• BMI Research upbeat on PH consumers


    Remittances from Overseas Filipino Workers (OFWs) along with improving labor sector are seen to remain as the main drivers of Philippines’ consumer outlook.

    “The consumer outlook in the Philippines remains bright on the back of a strong economic performance and rapidly rising incomes, influenced by a tight labor market and sustained remittance inflows,” BMI Research said in a research note dated February 14, 2018.

    OFWs line up to get their belongings upon arrival at Manila. File Phot

    The research unit of Fitch Group forecasts growth of inflows from OFWs to remain strong this year.

    On Thursday, the BangkoSentral ng Pilipinas (BSP) reported the 4.3 percent growth of total remittances in 2017 to $28.06 billion from year-ago’s $26.9 billion.

    The research note explained that inflows from Filipinos working abroad “act as a vital source of secondary income for Filipinos and will continue to buttress levels of household spending over 2018.”

    “With over 2.5 million Filipinos living and working in the US, Philippine households will continue to receive a large share of remittances in USD (US dollar) and therefore depend on the strength of the USD,” it said.

    The study, however, cited that “Philippine households receiving remittances denominated in USD will see purchasing power fall as the USD depreciates, acting as a drag on essential spending categories such as food and clothing.”

    Amid this, BMI Research continues to be optimistic on Philippine consumers because of improving labor market.
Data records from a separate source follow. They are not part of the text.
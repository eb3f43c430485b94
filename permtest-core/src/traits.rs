//! Core trait definitions shared across crates.

/// A type that carries a numeric score (a p-value, an effect size, etc.).
pub trait Scored {
    /// The score value.
    fn score(&self) -> f64;
}

/// A type that can produce a summary of its contents.
pub trait Summarizable {
    /// A one-line summary suitable for display.
    fn summary(&self) -> String;
}
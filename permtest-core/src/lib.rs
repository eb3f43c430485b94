//! Shared primitives for the permtest workspace.
//!
//! - **Error types** — [`PermtestError`] and [`Result`] for structured error handling
//! - **Traits** — [`Scored`] and [`Summarizable`], implemented by test results

pub mod error;
pub mod traits;

pub use error::{PermtestError, Result};
pub use traits::*;
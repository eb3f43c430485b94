//! Combinatorics for permutation testing.
//!
//! Provides the arrangement count used to choose between exact and sampled
//! testing ([`binomial_coefficient`], [`ln_binomial_coefficient`]), exhaustive
//! lexicographic subset enumeration ([`enumerate_all_subsets`]), and uniform
//! random subset sampling via Floyd's algorithm ([`SubsetSampler`],
//! [`sample_one_subset`]).

use std::collections::HashSet;

use permtest_core::{PermtestError, Result};
use rand::Rng;

/// Number of ways to choose `m` items from `n + m`, i.e. `(n + m)! / (n! m!)`.
///
/// Computed as a running product anchored at `max(n, m)`, so the loop runs
/// only `min(n, m)` times and never forms a factorial. Each intermediate value
/// is itself a binomial coefficient, so the result is exact while it fits in
/// the 53-bit mantissa and a close approximation beyond that.
///
/// # Example
///
/// ```
/// use permtest_stats::combinatorics::binomial_coefficient;
///
/// assert_eq!(binomial_coefficient(3, 3), 20.0); // C(6, 3)
/// assert_eq!(binomial_coefficient(0, 0), 1.0);
/// ```
pub fn binomial_coefficient(n: usize, m: usize) -> f64 {
    let (big, small) = if n > m { (n, m) } else { (m, n) };
    let mut result = 1.0_f64;
    for k in 1..=small {
        result = result * (big + k) as f64 / k as f64;
    }
    result
}

/// Natural log of [`binomial_coefficient`]`(n, m)`.
///
/// Stays finite where the direct product overflows to infinity, so budgets can
/// be compared as `ln_binomial_coefficient(n, m) <= (budget as f64).ln()`.
pub fn ln_binomial_coefficient(n: usize, m: usize) -> f64 {
    let (big, small) = if n > m { (n, m) } else { (m, n) };
    (1..=small)
        .map(|k| ((big + k) as f64).ln() - (k as f64).ln())
        .sum()
}

fn check_sizes(universe_size: usize, subset_size: usize) -> Result<()> {
    if subset_size > universe_size {
        return Err(PermtestError::InvalidInput(format!(
            "subset size ({}) exceeds universe size ({})",
            subset_size, universe_size
        )));
    }
    Ok(())
}

/// Call `emit` once for every `subset_size`-element subset of `[0, universe_size)`.
///
/// Subsets arrive as strictly increasing index slices in lexicographic order,
/// `C(universe_size, subset_size)` calls in total. The slice is a single
/// buffer rewritten in place between calls, so `emit` must copy anything it
/// wants to keep. A `subset_size` of zero emits the empty subset once.
///
/// # Errors
///
/// Returns an error if `subset_size > universe_size`.
///
/// # Example
///
/// ```
/// use permtest_stats::combinatorics::enumerate_all_subsets;
///
/// let mut seen = Vec::new();
/// enumerate_all_subsets(4, 2, |s| seen.push(s.to_vec())).unwrap();
/// assert_eq!(seen.len(), 6); // C(4, 2)
/// assert_eq!(seen[0], vec![0, 1]);
/// assert_eq!(seen[5], vec![2, 3]);
/// ```
pub fn enumerate_all_subsets<F>(universe_size: usize, subset_size: usize, mut emit: F) -> Result<()>
where
    F: FnMut(&[usize]),
{
    check_sizes(universe_size, subset_size)?;
    let mut buf = vec![0usize; subset_size];
    fill_position(&mut buf, 0, 0, universe_size, &mut emit);
    Ok(())
}

/// Choose every admissible index for `pos`, then recurse into `pos + 1`.
///
/// Position `pos` ranges over `[next, universe_size - (len - pos)]`; the upper
/// bound leaves room for the positions still to be filled.
fn fill_position<F>(buf: &mut [usize], pos: usize, next: usize, universe_size: usize, emit: &mut F)
where
    F: FnMut(&[usize]),
{
    if pos == buf.len() {
        emit(buf);
        return;
    }
    let last_choice = universe_size - (buf.len() - pos);
    for j in next..=last_choice {
        buf[pos] = j;
        fill_position(buf, pos + 1, j + 1, universe_size, emit);
    }
}

/// Reusable uniform sampler of `subset_size`-element subsets of `[0, universe_size)`.
///
/// Uses Floyd's algorithm: for `j` from `universe_size - subset_size` to
/// `universe_size - 1`, draw `t` uniformly from `[0, j]` and take `t` unless it
/// was already taken, in which case take `j`. Every subset is equally likely
/// and each draw costs `subset_size` random numbers with no rejection.
///
/// Samples are in insertion order, not sorted.
#[derive(Debug, Clone)]
pub struct SubsetSampler {
    universe_size: usize,
    subset_size: usize,
    seen: HashSet<usize>,
    buf: Vec<usize>,
}

impl SubsetSampler {
    /// # Errors
    ///
    /// Returns an error if `subset_size > universe_size`.
    pub fn new(universe_size: usize, subset_size: usize) -> Result<Self> {
        check_sizes(universe_size, subset_size)?;
        Ok(Self {
            universe_size,
            subset_size,
            seen: HashSet::with_capacity(subset_size),
            buf: Vec::with_capacity(subset_size),
        })
    }

    pub fn universe_size(&self) -> usize {
        self.universe_size
    }

    pub fn subset_size(&self) -> usize {
        self.subset_size
    }

    /// Draw one subset. The returned slice is overwritten by the next draw.
    pub fn sample<R: Rng>(&mut self, rng: &mut R) -> &[usize] {
        self.seen.clear();
        self.buf.clear();
        for j in (self.universe_size - self.subset_size)..self.universe_size {
            let t = rng.random_range(0..=j);
            let x = if self.seen.contains(&t) { j } else { t };
            self.seen.insert(x);
            self.buf.push(x);
        }
        &self.buf
    }
}

/// Draw a single uniformly random subset and pass it to `emit`.
///
/// One-shot form of [`SubsetSampler::sample`]; loops drawing many subsets
/// should hold a [`SubsetSampler`] instead.
///
/// # Errors
///
/// Returns an error if `subset_size > universe_size`.
///
/// # Example
///
/// ```
/// use permtest_stats::combinatorics::sample_one_subset;
/// use rand::{rngs::StdRng, SeedableRng};
///
/// let mut rng = StdRng::seed_from_u64(7);
/// let mut drawn = Vec::new();
/// sample_one_subset(10, 4, &mut rng, |s| drawn = s.to_vec()).unwrap();
/// assert_eq!(drawn.len(), 4);
/// assert!(drawn.iter().all(|&i| i < 10));
/// ```
pub fn sample_one_subset<R, F>(
    universe_size: usize,
    subset_size: usize,
    rng: &mut R,
    emit: F,
) -> Result<()>
where
    R: Rng,
    F: FnOnce(&[usize]),
{
    let mut sampler = SubsetSampler::new(universe_size, subset_size)?;
    emit(sampler.sample(rng));
    Ok(())
}

// ── Tests ──────────────────────────────────────────────────────────────────
//! Number ingestion for permtest.
//!
//! Reads whitespace-delimited real numbers from strings, readers, files, or
//! standard input. See [`numbers`].

pub mod numbers;

pub use numbers::{parse_numbers_str, read_numbers, read_numbers_path, read_numbers_paths};
//! Whitespace-delimited number lists.
//!
//! Any run of whitespace (spaces, tabs, newlines) separates tokens, and every
//! token must parse as an `f64`. There are no comments or headers.

use std::fs::File;
use std::io::{self, BufRead, BufReader};
use std::path::Path;

use permtest_core::{PermtestError, Result};
use tracing::debug;

/// Parse every whitespace-separated token in `data`.
///
/// # Errors
///
/// Returns an error naming the line and token of the first value that is not
/// a real number.
///
/// # Examples
///
/// ```
/// # use permtest_io::numbers::parse_numbers_str;
/// let nums = parse_numbers_str("1 2.5\n-3e2\t4\n").unwrap();
/// assert_eq!(nums, vec![1.0, 2.5, -300.0, 4.0]);
/// ```
pub fn parse_numbers_str(data: &str) -> Result<Vec<f64>> {
    let mut nums = Vec::new();
    for (line_idx, line) in data.lines().enumerate() {
        parse_line(line, line_idx + 1, "<string>", &mut nums)?;
    }
    Ok(nums)
}

/// Read numbers from `reader`. `source` labels error messages.
///
/// # Errors
///
/// Returns [`PermtestError::Io`] if reading fails and [`PermtestError::Parse`]
/// on the first malformed token.
pub fn read_numbers<R: BufRead>(reader: R, source: &str) -> Result<Vec<f64>> {
    let mut nums = Vec::new();
    for (line_idx, line) in reader.lines().enumerate() {
        let line = line.map_err(|e| {
            PermtestError::Io(io::Error::new(e.kind(), format!("{}: {}", source, e)))
        })?;
        parse_line(&line, line_idx + 1, source, &mut nums)?;
    }
    Ok(nums)
}

/// Read numbers from the file at `path`.
///
/// # Errors
///
/// Returns an error if the file cannot be opened or read, or contains a
/// malformed token.
pub fn read_numbers_path(path: impl AsRef<Path>) -> Result<Vec<f64>> {
    let path = path.as_ref();
    let file = File::open(path).map_err(|e| {
        PermtestError::Io(io::Error::new(
            e.kind(),
            format!("{}: {}", path.display(), e),
        ))
    })?;
    let nums = read_numbers(BufReader::new(file), &path.display().to_string())?;
    debug!(path = %path.display(), count = nums.len(), "read numbers");
    Ok(nums)
}

/// Read and concatenate numbers from every file in `paths`, in order.
///
/// An empty `paths` reads standard input instead.
///
/// # Errors
///
/// Fails on the first source that cannot be read or parsed.
pub fn read_numbers_paths<P: AsRef<Path>>(paths: &[P]) -> Result<Vec<f64>> {
    if paths.is_empty() {
        let stdin = io::stdin();
        return read_numbers(stdin.lock(), "<stdin>");
    }
    let mut nums = Vec::new();
    for path in paths {
        nums.extend(read_numbers_path(path)?);
    }
    Ok(nums)
}

fn parse_line(line: &str, line_no: usize, source: &str, out: &mut Vec<f64>) -> Result<()> {
    for (token_idx, token) in line.split_whitespace().enumerate() {
        let value: f64 = token.parse().map_err(|_| {
            PermtestError::Parse(format!(
                "{}: line {}, token {}: invalid number '{}'",
                source,
                line_no,
                token_idx + 1,
                token
            ))
        })?;
        out.push(value);
    }
    Ok(())
}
    Citing Philippine Statistics Authority (PSA) data, the study noted the decline of unemployment rate to five percent in October 2017, which it said, is one of the lowest levels since 2005.

    “We forecast unemployment to come in at 7 percent in 2018, remaining stable from 2017,” it said.

    BMI expects inflation to be on the uptrend this year following the rise to four percent last January, the upper end of the government’s two to four percent target for 2017-19, from December 2017’s 3.3 percent.

    It, however, discounts this as a negative to consumption.

    It explained that “despite a pickup in inflation, consumer confidence in the Philippines remains high, standing at 94.5 on the MasterCard Index in December 2017, up from 91.6 in December 2016.”

    “The score is also close to the highest level of 95.2 in June 2016 since the beginnings of records in 1995,” it added.